Search code examples
pythonnumpyscipy

Python - speeding up a for loop


So I am currently putting together a script which does the following steps:

  1. Simulate from a poisson distribution. Say this sample results in 5 from the poisson distribution
  2. From the value of the poisson distribution, simulate 5 values from a lognormal distribution
  3. Repeat the above process 100k+ times
  4. Apply some logic to these values to get some staistics out

The fastest way I think to do this is via a large matrix which has, down the rows each simulation and across the columns every value simulated from the lognormal distribution. With this matrix in place I can then apply the metrics I need.

Here's what I've done so far, which seems to work - however i'm a beginner at python and I think there should be a way to do this "vectorised" and without having to resort to a for-loop.

Any improvements in speed would be greatly appreciated as I ideally want to run this for 1m simulations:



import pandas as pd
import numpy as np
import os
import scipy.stats as sp


n_sims = 100000
MU = 3
poisson = sp.poisson(mu=MU)


#first want to sample 10000 numbers from a poisson ## this is step 1
no_clms_arr = poisson.rvs(size=n_sims)

#now for each element sampled sample a lognormal and store the results back to a matrix
result = np.zeros((n_sims,no_clms_arr.max()))

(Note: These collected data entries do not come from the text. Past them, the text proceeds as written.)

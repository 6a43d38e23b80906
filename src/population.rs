//! Population store.
//!
//! A [`Population`] is a fixed-size `size × genome_size` binary matrix
//! stored row-major in a single buffer. Its shape never changes after
//! construction; the generation step builds a fresh population rather than
//! reshaping an existing one.
//!
//! # Operations
//!
//! - [`Population::random`]: uniform Bernoulli(0.5) initialization
//! - [`mutate`]: per-locus random replacement, in place

use crate::error::{check_probability, GaError, Result};
use rand::Rng;

/// A population of fixed-length binary chromosomes.
///
/// # Examples
///
/// ```
/// use u_bitga::Population;
///
/// let pop = Population::from_rows(vec![
///     vec![false, false, false],
///     vec![true, true, true],
/// ])
/// .unwrap();
/// assert_eq!(pop.size(), 2);
/// assert_eq!(pop.genome_size(), 3);
/// assert_eq!(pop.individual(1), &[true, true, true]);
/// ```
#[derive(Debug, Clone, PartialEq, Eq)]
#[cfg_attr(feature = "serde", derive(serde::Serialize, serde::Deserialize))]
#[cfg_attr(feature = "serde", serde(try_from = "RawPopulation"))]
pub struct Population {
    bits: Vec<bool>,
    size: usize,
    genome_size: usize,
}

impl Population {
    /// Creates a `pop_size × genome_size` population with every bit drawn
    /// independently and uniformly from `{0, 1}`.
    ///
    /// # Errors
    /// [`GaError::InvalidDimensions`] if either dimension is zero or their
    /// product overflows `usize`.
    pub fn random<R: Rng>(pop_size: usize, genome_size: usize, rng: &mut R) -> Result<Self> {
        let len = check_dimensions(pop_size, genome_size)?;
        let bits = (0..len)
            .map(|_| rng.random_bool(0.5))
            .collect();
        Ok(Self {
            bits,
            size: pop_size,
            genome_size,
        })
    }

    /// Builds a population from explicit rows.
    ///
    /// # Errors
    /// [`GaError::InvalidDimensions`] for no rows or empty rows,
    /// [`GaError::RaggedPopulation`] if rows differ in length.
    pub fn from_rows(rows: Vec<Vec<bool>>) -> Result<Self> {
        let size = rows.len();
        let genome_size = rows.first().map_or(0, Vec::len);
        let len = check_dimensions(size, genome_size)?;

        let mut bits = Vec::with_capacity(len);
        for (row, genome) in rows.into_iter().enumerate() {
            if genome.len() != genome_size {
                return Err(GaError::RaggedPopulation {
                    row,
                    expected: genome_size,
                    actual: genome.len(),
                });
            }
            bits.extend(genome);
        }
        Ok(Self {
            bits,
            size,
            genome_size,
        })
    }

    /// Number of individuals.
    pub fn size(&self) -> usize {
        self.size
    }

    /// Number of bits per individual.
    pub fn genome_size(&self) -> usize {
        self.genome_size
    }

    /// Genome of individual `index`.
    ///
    /// # Panics
    /// Panics if `index >= self.size()`.
    pub fn individual(&self, index: usize) -> &[bool] {
        let start = index * self.genome_size;
        &self.bits[start..start + self.genome_size]
    }

    /// Two distinct genomes borrowed mutably at once.
    ///
    /// # Panics
    /// Panics if `a == b` or either index is out of range.
    pub(crate) fn pair_mut(&mut self, a: usize, b: usize) -> (&mut [bool], &mut [bool]) {
        assert_ne!(a, b, "pair_mut requires two distinct individuals");
        let g = self.genome_size;
        let (lo, hi) = if a < b { (a, b) } else { (b, a) };
        let (head, tail) = self.bits.split_at_mut(hi * g);
        let lo_row = &mut head[lo * g..(lo + 1) * g];
        let hi_row = &mut tail[..g];
        if a < b {
            (lo_row, hi_row)
        } else {
            (hi_row, lo_row)
        }
    }

    /// Iterates over genomes in order.
    pub fn iter(&self) -> impl Iterator<Item = &[bool]> + '_ {
        self.bits.chunks_exact(self.genome_size)
    }

    /// Copies the population into one `Vec<bool>` per individual.
    pub fn to_rows(&self) -> Vec<Vec<bool>> {
        self.iter().map(<[bool]>::to_vec).collect()
    }

    /// Number of set bits in individual `index`.
    pub fn count_ones(&self, index: usize) -> usize {
        self.individual(index).iter().filter(|&&b| b).count()
    }

    /// Whether some individual has exactly the genome `genome`.
    pub fn contains(&self, genome: &[bool]) -> bool {
        self.iter().any(|row| row == genome)
    }

    /// Builds a new population by copying rows in the order of `indices`.
    ///
    /// Indices must be in range; the selection step guarantees this.
    pub(crate) fn resample(&self, indices: &[usize]) -> Self {
        let mut bits = Vec::with_capacity(indices.len() * self.genome_size);
        for &i in indices {
            bits.extend_from_slice(self.individual(i));
        }
        Self {
            bits,
            size: indices.len(),
            genome_size: self.genome_size,
        }
    }

    pub(crate) fn bits_mut(&mut self) -> &mut [bool] {
        &mut self.bits
    }
}

/// Mutates every bit of `population` in place.
///
/// Each bit is replaced by a uniformly random bit with probability `p`,
/// so it actually changes with probability `p / 2`. Implemented as an XOR
/// with an independent Bernoulli(`p / 2`) toggle per locus, visiting bits
/// row-major. `p = 0` leaves the population untouched and draws nothing.
///
/// # Errors
/// [`GaError::InvalidProbability`] if `p` is outside `[0, 1]`.
///
/// # Examples
///
/// ```
/// use u_bitga::{mutate, random::create_rng, Population};
///
/// let mut rng = create_rng(42);
/// let mut pop = Population::random(10, 16, &mut rng).unwrap();
/// let before = pop.clone();
/// mutate(&mut pop, 0.0, &mut rng).unwrap();
/// assert_eq!(pop, before);
/// ```
pub fn mutate<R: Rng>(population: &mut Population, p: f64, rng: &mut R) -> Result<()> {
    check_probability("mutation_rate", p)?;
    if p == 0.0 {
        return Ok(());
    }
    let toggle = p / 2.0;
    for bit in population.bits_mut() {
        *bit ^= rng.random_bool(toggle);
    }
    Ok(())
}

/// Returns the number of bits a `pop_size × genome_size` population holds.
fn check_dimensions(pop_size: usize, genome_size: usize) -> Result<usize> {
    match pop_size.checked_mul(genome_size) {
        Some(len) if len > 0 => Ok(len),
        _ => Err(GaError::InvalidDimensions {
            pop_size,
            genome_size,
        }),
    }
}

/// Unchecked wire form of [`Population`]; converted through
/// [`TryFrom`] so deserialized values satisfy the same shape invariants.
#[cfg(feature = "serde")]
#[derive(serde::Deserialize)]
struct RawPopulation {
    bits: Vec<bool>,
    size: usize,
    genome_size: usize,
}

#[cfg(feature = "serde")]
impl TryFrom<RawPopulation> for Population {
    type Error = GaError;

    fn try_from(raw: RawPopulation) -> Result<Self> {
        let len = check_dimensions(raw.size, raw.genome_size)?;
        if raw.bits.len() != len {
            return Err(GaError::BufferLength {
                expected: len,
                actual: raw.bits.len(),
            });
        }
        Ok(Self {
            bits: raw.bits,
            size: raw.size,
            genome_size: raw.genome_size,
        })
    }
}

for idx,i in enumerate(no_clms_arr):
    if i == 0:
        continue # no need to do anything here
    sev_sample = sp.lognorm(50,25).rvs(i) ## this is step 2
    sev_sample = np.pad(sev_sample,(0,no_clms_arr.max()-i),'constant',constant_values=(0,0))  ## padding out so I can append back to the result matrix

    result[idx,:] = sev_sample


#now calculate some metrics ## step 4, example metric is below
lim = 5e6
xs = 2e6
np.clip(a = result-xs,a_min=0,a_max=lim).sum(axis=1).mean()

Solution

  • You can do it completely vectorized as the result array is unnecessary so you just need to generate your random numbers and then do the clip and sum:

    vals = sp.lognorm(50, 25).rvs(no_clms_arr.sum())
    (vals - xs).clip(0, lim).sum() / n_sims
    

    You can speed up your method with a for loop (assuming it is necessary to make the array result) by generating all of your random numbers outside of the for loop in a single call, and then assign these values to the corresponding point in result with a for loop, ie replace your for loop with:

    vals = sp.lognorm(50, 25).rvs(no_clms_arr.sum())
    
    start = 0
    
    for i, j in enumerate(no_clms_arr):
        if j:
            result[i, :j] = vals[start: start + j]
            start += j
    

    You can also replace the .sum(axis=1).mean() call with .sum()/n_sims for an additional speed up.

    Timings:

    def op(n_sims = 10000, mu = 3, lim=5e6, xs=2e6):
        poisson = sp.poisson(mu=mu)
        no_clms_arr = poisson.rvs(size=n_sims)
        result = np.zeros((n_sims,no_clms_arr.max()))
        for idx,i in enumerate(no_clms_arr):
            if i == 0:
                continue # no need to do anything here
            sev_sample = sp.lognorm(50,25).rvs(i) ## this is step 2
            sev_sample = np.pad(sev_sample,(0,no_clms_arr.max()-i),'constant',constant_values=(0,0))  ## padding out so I can append back to the result matrix
            result[idx,:] = sev_sample
        return np.clip(a = result-xs,a_min=0,a_max=lim).sum(axis=1).mean()
    
    def nin17_vectorized(n_sims = 10000, mu=3, lim=5e6, xs=2e6):
        poisson = sp.poisson(mu=mu)
        no_clms_arr = poisson.rvs(size=n_sims)
        vals = sp.lognorm(50, 25).rvs(no_clms_arr.sum())
        return (vals - xs).clip(0, lim).sum() / n_sims
    
    
    def nin17_for(n_sims = 10000, mu=3, lim=5e6, xs=2e6):
        poisson = sp.poisson(mu=mu)
        no_clms_arr = poisson.rvs(size=n_sims)
        result = np.zeros((n_sims,no_clms_arr.max()))
        vals = sp.lognorm(50, 25).rvs(no_clms_arr.sum())
        start = 0
        for i, j in enumerate(no_clms_arr):
            if j:
                result[i, :j] = vals[start: start + j]
                start += j
        return np.clip(a = result-xs,a_min=0,a_max=lim).sum() / n_sims
    
    state = np.random.get_state()
    
    np.random.set_state(state)
    print(op())
    np.random.set_state(state)
    print(nin17_for())
    np.random.set_state(state)
    print(nin17_vectorized())
    
    %timeit op()
    %timeit nin17_for()
    %timeit nin17_vectorized()
    

    Output:

    5682372.071238058
    5682372.071238058
    5682372.071238059
    2.54 s ± 8.79 ms per loop (mean ± std. dev. of 7 runs, 1 loop each)
    5.62 ms ± 87.9 µs per loop (mean ± std. dev. of 7 runs, 100 loops each)
    1.6 ms ± 11.2 µs per loop (mean ± std. dev. of 7 runs, 1,000 loops each)